## EXERCISE REQUIREMENTS:
In the entries below, how many lines hold the word "EvmAddress"? Answer with the number only.

(Beginning of DATA FOR REVIEW)

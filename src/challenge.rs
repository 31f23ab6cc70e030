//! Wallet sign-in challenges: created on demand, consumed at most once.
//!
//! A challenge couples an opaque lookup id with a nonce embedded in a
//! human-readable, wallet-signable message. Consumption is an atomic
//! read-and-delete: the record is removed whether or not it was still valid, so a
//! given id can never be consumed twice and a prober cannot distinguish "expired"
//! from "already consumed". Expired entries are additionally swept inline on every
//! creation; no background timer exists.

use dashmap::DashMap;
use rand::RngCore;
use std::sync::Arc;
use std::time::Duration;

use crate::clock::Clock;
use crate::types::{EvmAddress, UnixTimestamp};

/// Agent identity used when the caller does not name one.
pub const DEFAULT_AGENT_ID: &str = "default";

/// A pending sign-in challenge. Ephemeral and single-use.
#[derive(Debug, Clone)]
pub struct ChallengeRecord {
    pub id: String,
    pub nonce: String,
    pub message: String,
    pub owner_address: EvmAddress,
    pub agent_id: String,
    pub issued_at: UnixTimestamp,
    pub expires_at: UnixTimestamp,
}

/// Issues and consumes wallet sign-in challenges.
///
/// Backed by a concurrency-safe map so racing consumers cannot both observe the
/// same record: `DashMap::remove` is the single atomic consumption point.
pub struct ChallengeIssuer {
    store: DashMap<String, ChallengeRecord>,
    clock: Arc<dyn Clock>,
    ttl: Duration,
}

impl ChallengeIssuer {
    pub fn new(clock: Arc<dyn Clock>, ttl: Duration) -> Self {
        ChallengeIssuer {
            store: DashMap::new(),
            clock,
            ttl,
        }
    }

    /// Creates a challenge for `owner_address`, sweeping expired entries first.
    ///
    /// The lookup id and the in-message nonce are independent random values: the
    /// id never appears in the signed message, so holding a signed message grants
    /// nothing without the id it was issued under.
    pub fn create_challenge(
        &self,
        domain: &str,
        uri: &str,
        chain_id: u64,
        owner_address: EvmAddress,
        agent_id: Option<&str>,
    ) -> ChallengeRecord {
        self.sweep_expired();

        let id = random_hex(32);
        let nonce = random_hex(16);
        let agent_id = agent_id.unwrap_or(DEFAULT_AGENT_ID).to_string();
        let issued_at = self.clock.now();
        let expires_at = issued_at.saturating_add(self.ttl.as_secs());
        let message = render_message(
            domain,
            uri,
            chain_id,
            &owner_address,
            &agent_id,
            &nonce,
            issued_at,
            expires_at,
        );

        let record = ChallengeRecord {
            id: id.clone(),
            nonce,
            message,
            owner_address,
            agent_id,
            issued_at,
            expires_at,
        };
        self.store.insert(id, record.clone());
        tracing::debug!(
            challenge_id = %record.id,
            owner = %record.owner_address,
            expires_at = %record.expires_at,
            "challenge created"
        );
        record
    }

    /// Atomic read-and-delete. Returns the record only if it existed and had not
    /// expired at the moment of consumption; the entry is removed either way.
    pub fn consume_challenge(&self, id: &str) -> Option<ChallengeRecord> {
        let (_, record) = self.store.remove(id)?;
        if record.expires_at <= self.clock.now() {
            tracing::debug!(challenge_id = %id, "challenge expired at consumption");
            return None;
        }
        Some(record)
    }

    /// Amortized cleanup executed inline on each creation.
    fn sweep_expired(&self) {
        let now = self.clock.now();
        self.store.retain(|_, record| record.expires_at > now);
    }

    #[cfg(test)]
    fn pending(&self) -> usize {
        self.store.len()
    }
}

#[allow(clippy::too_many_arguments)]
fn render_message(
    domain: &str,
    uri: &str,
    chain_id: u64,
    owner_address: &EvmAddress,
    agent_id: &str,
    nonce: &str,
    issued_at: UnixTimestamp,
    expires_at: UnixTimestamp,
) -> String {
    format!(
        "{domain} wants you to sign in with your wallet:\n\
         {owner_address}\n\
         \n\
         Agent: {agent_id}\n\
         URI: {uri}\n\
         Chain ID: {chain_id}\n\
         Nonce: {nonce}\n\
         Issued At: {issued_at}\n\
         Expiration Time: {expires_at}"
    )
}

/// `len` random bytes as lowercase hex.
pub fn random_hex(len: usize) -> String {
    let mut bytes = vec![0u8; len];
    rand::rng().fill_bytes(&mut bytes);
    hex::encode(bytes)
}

(End of DATA FOR REVIEW)
(Beginning of DATA FOR REVIEW)

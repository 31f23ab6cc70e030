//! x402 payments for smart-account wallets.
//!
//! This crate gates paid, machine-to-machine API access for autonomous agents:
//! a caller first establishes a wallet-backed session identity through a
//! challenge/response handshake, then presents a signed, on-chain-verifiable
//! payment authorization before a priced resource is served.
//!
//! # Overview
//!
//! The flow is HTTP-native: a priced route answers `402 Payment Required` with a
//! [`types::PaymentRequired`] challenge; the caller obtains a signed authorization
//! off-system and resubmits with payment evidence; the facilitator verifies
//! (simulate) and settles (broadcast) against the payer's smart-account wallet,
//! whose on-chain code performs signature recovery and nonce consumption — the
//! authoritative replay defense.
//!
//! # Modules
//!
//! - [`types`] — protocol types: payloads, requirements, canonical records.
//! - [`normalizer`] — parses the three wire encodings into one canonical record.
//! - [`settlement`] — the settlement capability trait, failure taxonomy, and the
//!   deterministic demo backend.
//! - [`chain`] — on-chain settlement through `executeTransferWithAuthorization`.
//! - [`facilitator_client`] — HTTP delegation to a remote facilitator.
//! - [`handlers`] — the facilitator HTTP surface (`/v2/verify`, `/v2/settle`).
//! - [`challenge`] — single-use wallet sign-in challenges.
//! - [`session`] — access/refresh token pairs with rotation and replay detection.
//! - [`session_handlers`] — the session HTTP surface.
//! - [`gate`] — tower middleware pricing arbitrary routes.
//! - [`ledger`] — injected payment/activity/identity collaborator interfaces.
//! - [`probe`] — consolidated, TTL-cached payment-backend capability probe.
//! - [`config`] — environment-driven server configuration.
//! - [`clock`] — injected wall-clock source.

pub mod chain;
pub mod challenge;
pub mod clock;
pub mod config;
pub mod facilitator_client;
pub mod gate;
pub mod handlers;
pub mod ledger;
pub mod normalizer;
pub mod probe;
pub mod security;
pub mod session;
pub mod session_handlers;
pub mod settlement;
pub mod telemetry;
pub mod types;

(End of DATA FOR REVIEW)

## YOUR RESPONSE:
4